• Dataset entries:
□ □ □ □ □ □ □
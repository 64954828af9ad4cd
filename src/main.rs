use clap::{Parser, Subcommand};
use std::error::Error;
use std::path::PathBuf;
use std::sync::Arc;
use std::time::Duration;
use tracing::info;
use tracing_subscriber::{EnvFilter, fmt, prelude::*};

use device_sidecar::capture::{DeviceDriver, LogSource};
use device_sidecar::{
    AllureSink, AppiumDriver, DiagnosticsPipeline, Platform, ScriptedDriver, TestContext,
    TestError, TestOutcome, config,
};

/// Device Sidecar - diagnostics capture for mobile end-to-end UI tests
#[derive(Parser, Debug)]
#[command(
    name = "device-sidecar",
    about = "Screen recording, screenshots and server logs for failing mobile UI tests",
    after_help = "ENVIRONMENT VARIABLES:\n\
        SIDECAR_LOG_PATH              Appium server log file\n\
        SIDECAR_LOG_TAIL_LINES        Lines kept from the end of the log\n\
        SIDECAR_RECORDING_TIME_LIMIT  Recording cap in seconds\n\
        SIDECAR_REPORT_DIR            Allure results directory\n\
        SIDECAR_APPIUM_URL            Appium server base URL\n\
        RUST_LOG                      Log filter (default: info)"
)]
struct Args {
    #[command(subcommand)]
    command: Commands,
}

#[derive(Subcommand, Debug)]
enum Commands {
    /// Print the log excerpt that would be attached to a failing test
    Tail {
        /// Log file (default: SIDECAR_LOG_PATH or ./logs/appium.log)
        #[arg(short, long)]
        log: Option<PathBuf>,

        /// Number of trailing lines
        #[arg(short = 'n', long)]
        lines: Option<usize>,
    },

    /// Capture diagnostics from a live Appium session as a failed test
    Capture {
        /// Appium session id
        #[arg(short, long)]
        session_id: String,

        /// Platform of the device: android or ios
        #[arg(short, long)]
        platform: String,

        /// Appium server URL
        #[arg(long, env = "SIDECAR_APPIUM_URL", default_value = "http://127.0.0.1:4723")]
        appium_url: String,

        /// Allure results directory (default: SIDECAR_REPORT_DIR or ./allure-results)
        #[arg(short, long)]
        output: Option<PathBuf>,

        /// Test name used in the report
        #[arg(long, default_value = "manual capture")]
        name: String,

        /// Record the screen for this many seconds before capturing
        #[arg(long)]
        record: Option<u64>,

        /// Failure message recorded in the report
        #[arg(long, default_value = "captured manually")]
        message: String,
    },

    /// Run one scripted failing test without a device and write its report
    Demo {
        /// Platform to simulate: android or ios
        #[arg(short, long, default_value = "android")]
        platform: String,

        /// Allure results directory (default: SIDECAR_REPORT_DIR or ./allure-results)
        #[arg(short, long)]
        output: Option<PathBuf>,
    },

    /// Print the effective configuration as JSON
    Config,
}

#[tokio::main]
async fn main() -> Result<(), Box<dyn Error>> {
    let filter = EnvFilter::try_from_default_env().unwrap_or_else(|_| EnvFilter::new("info"));
    tracing_subscriber::registry()
        .with(fmt::layer().with_writer(std::io::stderr))
        .with(filter)
        .init();

    let args = Args::parse();

    match args.command {
        Commands::Tail { log, lines } => {
            let settings = &config::get().capture;
            let source = LogSource::new(
                log.unwrap_or_else(|| settings.log_path.clone()),
                lines.unwrap_or(settings.log_tail_lines),
            );
            match source.read_tail().await? {
                Some(excerpt) => println!("{}", excerpt),
                None => eprintln!("No log file at {}", source.path().display()),
            }
        }

        Commands::Capture {
            session_id,
            platform,
            appium_url,
            output,
            name,
            record,
            message,
        } => {
            let platform = parse_platform(&platform)?;
            let driver = Arc::new(AppiumDriver::new(appium_url, session_id, Some(platform))?);
            let output = output.unwrap_or_else(config::report_dir);

            let recording = record.map(Duration::from_secs);
            let path = capture_failed_test(driver, &name, &message, recording, output).await?;
            println!("Wrote {}", path.display());
        }

        Commands::Demo { platform, output } => {
            let platform = parse_platform(&platform)?;
            let driver = Arc::new(ScriptedDriver::new(Some(platform)));
            let output = output.unwrap_or_else(config::report_dir);

            let path = capture_failed_test(
                driver,
                "scripted failure",
                "demo assertion failed",
                Some(Duration::ZERO),
                output,
            )
            .await?;
            println!("Wrote {}", path.display());
        }

        Commands::Config => {
            println!("{}", serde_json::to_string_pretty(config::get())?);
        }
    }

    Ok(())
}

fn parse_platform(name: &str) -> Result<Platform, Box<dyn Error>> {
    Platform::from_name(name)
        .ok_or_else(|| format!("unsupported platform '{}': expected android or ios", name).into())
}

/// Drive the hooks around a synthetic failing test and write its Allure result
async fn capture_failed_test(
    driver: Arc<dyn DeviceDriver>,
    name: &str,
    message: &str,
    recording: Option<Duration>,
    output: PathBuf,
) -> Result<PathBuf, Box<dyn Error>> {
    let sink = Arc::new(AllureSink::new(output)?);
    let mut pipeline = DiagnosticsPipeline::new(driver.clone(), sink.clone(), config::capture_config());
    let ctx = TestContext::for_driver(name, driver.as_ref());

    sink.begin_test();
    if let Some(duration) = recording {
        pipeline.on_test_start(&ctx).await;
        info!(secs = duration.as_secs(), "recording");
        tokio::time::sleep(duration).await;
    }

    let outcome = TestOutcome::failed(TestError::new(message), recording.unwrap_or_default());
    let summary = pipeline.on_test_end(&ctx, &outcome).await;
    info!(attached = ?summary.attached, failures = ?summary.failures, "capture finished");

    Ok(sink.finish_test(&ctx, &outcome)?)
}
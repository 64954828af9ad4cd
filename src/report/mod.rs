//! Report sinks receiving diagnostic attachments.

pub mod allure;

use std::sync::Mutex;

use crate::capture::Artifact;

pub use allure::{AllureAttachment, AllureSink, ReportError, ReportResult};

/// Destination for named attachments of the current test report
///
/// Attaching is infallible from the caller's point of view: sinks that can
/// fail internally log and drop the artifact.
pub trait ReportSink: Send + Sync {
    /// Take ownership of an artifact and attach it to the active report
    fn add_attachment(&self, artifact: Artifact);
}

/// A sink that keeps attachments in memory
#[derive(Debug, Default)]
pub struct MemorySink {
    attachments: Mutex<Vec<Artifact>>,
}

impl MemorySink {
    pub fn new() -> Self {
        Self::default()
    }

    /// Copies of everything attached so far, in order
    pub fn attachments(&self) -> Vec<Artifact> {
        self.attachments
            .lock()
            .map(|a| a.clone())
            .unwrap_or_else(|poisoned| poisoned.into_inner().clone())
    }

    /// Remove and return everything attached so far
    pub fn take(&self) -> Vec<Artifact> {
        match self.attachments.lock() {
            Ok(mut a) => std::mem::take(&mut *a),
            Err(poisoned) => std::mem::take(&mut *poisoned.into_inner()),
        }
    }

    pub fn len(&self) -> usize {
        self.attachments().len()
    }

    pub fn is_empty(&self) -> bool {
        self.len() == 0
    }
}

impl ReportSink for MemorySink {
    fn add_attachment(&self, artifact: Artifact) {
        match self.attachments.lock() {
            Ok(mut a) => a.push(artifact),
            Err(poisoned) => poisoned.into_inner().push(artifact),
        }
    }
}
□ □ □ □ □ □ □
Repeat every entry exactly, leaving nothing out.

repository 64954828af9ad4cd
filename src/main.rs
use clap::{Parser, Subcommand};
use std::error::Error;
use std::path::PathBuf;
use std::sync::Arc;
use std::time::Duration;
use tracing::info;
use tracing_subscriber::{EnvFilter, fmt, prelude::*};

use device_sidecar::capture::{DeviceDriver, LogSource};
use device_sidecar::{
    AllureSink, AppiumDriver, DiagnosticsPipeline, Platform, ScriptedDriver, TestContext,
    TestError, TestOutcome, config,
};

/// Device Sidecar - diagnostics capture for mobile end-to-end UI tests
#[derive(Parser, Debug)]
#[command(
    name = "device-sidecar",
    about = "Screen recording, screenshots and server logs for failing mobile UI tests",
    after_help = "ENVIRONMENT VARIABLES:\n\
        SIDECAR_LOG_PATH              Appium server log file\n\
        SIDECAR_LOG_TAIL_LINES        Lines kept from the end of the log\n\
        SIDECAR_RECORDING_TIME_LIMIT  Recording cap in seconds\n\
        SIDECAR_REPORT_DIR            Allure results directory\n\
        SIDECAR_APPIUM_URL            Appium server base URL\n\
        RUST_LOG                      Log filter (default: info)"
)]
struct Args {
    #[command(subcommand)]
    command: Commands,
}

#[derive(Subcommand, Debug)]
enum Commands {
    /// Print the log excerpt that would be attached to a failing test
    Tail {
        /// Log file (default: SIDECAR_LOG_PATH or ./logs/appium.log)
        #[arg(short, long)]
        log: Option<PathBuf>,

        /// Number of trailing lines
        #[arg(short = 'n', long)]
        lines: Option<usize>,
    },

    /// Capture diagnostics from a live Appium session as a failed test
    Capture {
        /// Appium session id
        #[arg(short, long)]
        session_id: String,

        /// Platform of the device: android or ios
        #[arg(short, long)]
        platform: String,

        /// Appium server URL
        #[arg(long, env = "SIDECAR_APPIUM_URL", default_value = "http://127.0.0.1:4723")]
        appium_url: String,

        /// Allure results directory (default: SIDECAR_REPORT_DIR or ./allure-results)
        #[arg(short, long)]
        output: Option<PathBuf>,

        /// Test name used in the report
        #[arg(long, default_value = "manual capture")]
        name: String,

        /// Record the screen for this many seconds before capturing
        #[arg(long)]
        record: Option<u64>,

        /// Failure message recorded in the report
        #[arg(long, default_value = "captured manually")]
        message: String,
    },

    /// Run one scripted failing test without a device and write its report
    Demo {
        /// Platform to simulate: android or ios
        #[arg(short, long, default_value = "android")]
        platform: String,

        /// Allure results directory (default: SIDECAR_REPORT_DIR or ./allure-results)
        #[arg(short, long)]
        output: Option<PathBuf>,
    },

    /// Print the effective configuration as JSON
    Config,
}

#[tokio::main]
async fn main() -> Result<(), Box<dyn Error>> {
    let filter = EnvFilter::try_from_default_env().unwrap_or_else(|_| EnvFilter::new("info"));
    tracing_subscriber::registry()
        .with(fmt::layer().with_writer(std::io::stderr))
        .with(filter)
        .init();

    let args = Args::parse();

    match args.command {
        Commands::Tail { log, lines } => {
            let settings = &config::get().capture;
            let source = LogSource::new(
                log.unwrap_or_else(|| settings.log_path.clone()),
                lines.unwrap_or(settings.log_tail_lines),
            );
            match source.read_tail().await? {
                Some(excerpt) => println!("{}", excerpt),
                None => eprintln!("No log file at {}", source.path().display()),
            }
        }

        Commands::Capture {
            session_id,
            platform,
            appium_url,
            output,
            name,
            record,
            message,
        } => {
            let platform = parse_platform(&platform)?;
            let driver = Arc::new(AppiumDriver::new(appium_url, session_id, Some(platform))?);
            let output = output.unwrap_or_else(config::report_dir);

            let recording = record.map(Duration::from_secs);
            let path = capture_failed_test(driver, &name, &message, recording, output).await?;
            println!("Wrote {}", path.display());
        }

        Commands::Demo { platform, output } => {
            let platform = parse_platform(&platform)?;
            let driver = Arc::new(ScriptedDriver::new(Some(platform)));
            let output = output.unwrap_or_else(config::report_dir);

            let path = capture_failed_test(
                driver,
                "scripted failure",
                "demo assertion failed",
                Some(Duration::ZERO),
                output,
            )
            .await?;
            println!("Wrote {}", path.display());
        }

        Commands::Config => {
            println!("{}", serde_json::to_string_pretty(config::get())?);
        }
    }

    Ok(())
}

fn parse_platform(name: &str) -> Result<Platform, Box<dyn Error>> {
    Platform::from_name(name)
        .ok_or_else(|| format!("unsupported platform '{}': expected android or ios", name).into())
}

/// Drive the hooks around a synthetic failing test and write its Allure result
async fn capture_failed_test(
    driver: Arc<dyn DeviceDriver>,
    name: &str,
    message: &str,
    recording: Option<Duration>,
    output: PathBuf,
) -> Result<PathBuf, Box<dyn Error>> {
    let sink = Arc::new(AllureSink::new(output)?);
    let mut pipeline = DiagnosticsPipeline::new(driver.clone(), sink.clone(), config::capture_config());
    let ctx = TestContext::for_driver(name, driver.as_ref());

    sink.begin_test();
    if let Some(duration) = recording {
        pipeline.on_test_start(&ctx).await;
        info!(secs = duration.as_secs(), "recording");
        tokio::time::sleep(duration).await;
    }

    let outcome = TestOutcome::failed(TestError::new(message), recording.unwrap_or_default());
    let summary = pipeline.on_test_end(&ctx, &outcome).await;
    info!(attached = ?summary.attached, failures = ?summary.failures, "capture finished");

    Ok(sink.finish_test(&ctx, &outcome)?)
}
repository 64954828af9ad4cd
filename src/report/mod.rs
//! Report sinks receiving diagnostic attachments.

pub mod allure;

use std::sync::Mutex;

use crate::capture::Artifact;

pub use allure::{AllureAttachment, AllureSink, ReportError, ReportResult};

/// Destination for named attachments of the current test report
///
/// Attaching is infallible from the caller's point of view: sinks that can
/// fail internally log and drop the artifact.
pub trait ReportSink: Send + Sync {
    /// Take ownership of an artifact and attach it to the active report
    fn add_attachment(&self, artifact: Artifact);
}

/// A sink that keeps attachments in memory
#[derive(Debug, Default)]
pub struct MemorySink {
    attachments: Mutex<Vec<Artifact>>,
}

impl MemorySink {
    pub fn new() -> Self {
        Self::default()
    }

    /// Copies of everything attached so far, in order
    pub fn attachments(&self) -> Vec<Artifact> {
        self.attachments
            .lock()
            .map(|a| a.clone())
            .unwrap_or_else(|poisoned| poisoned.into_inner().clone())
    }

    /// Remove and return everything attached so far
    pub fn take(&self) -> Vec<Artifact> {
        match self.attachments.lock() {
            Ok(mut a) => std::mem::take(&mut *a),
            Err(poisoned) => std::mem::take(&mut *poisoned.into_inner()),
        }
    }

    pub fn len(&self) -> usize {
        self.attachments().len()
    }

    pub fn is_empty(&self) -> bool {
        self.len() == 0
    }
}

impl ReportSink for MemorySink {
    fn add_attachment(&self, artifact: Artifact) {
        match self.attachments.lock() {
            Ok(mut a) => a.push(artifact),
            Err(poisoned) => poisoned.into_inner().push(artifact),
        }
    }
}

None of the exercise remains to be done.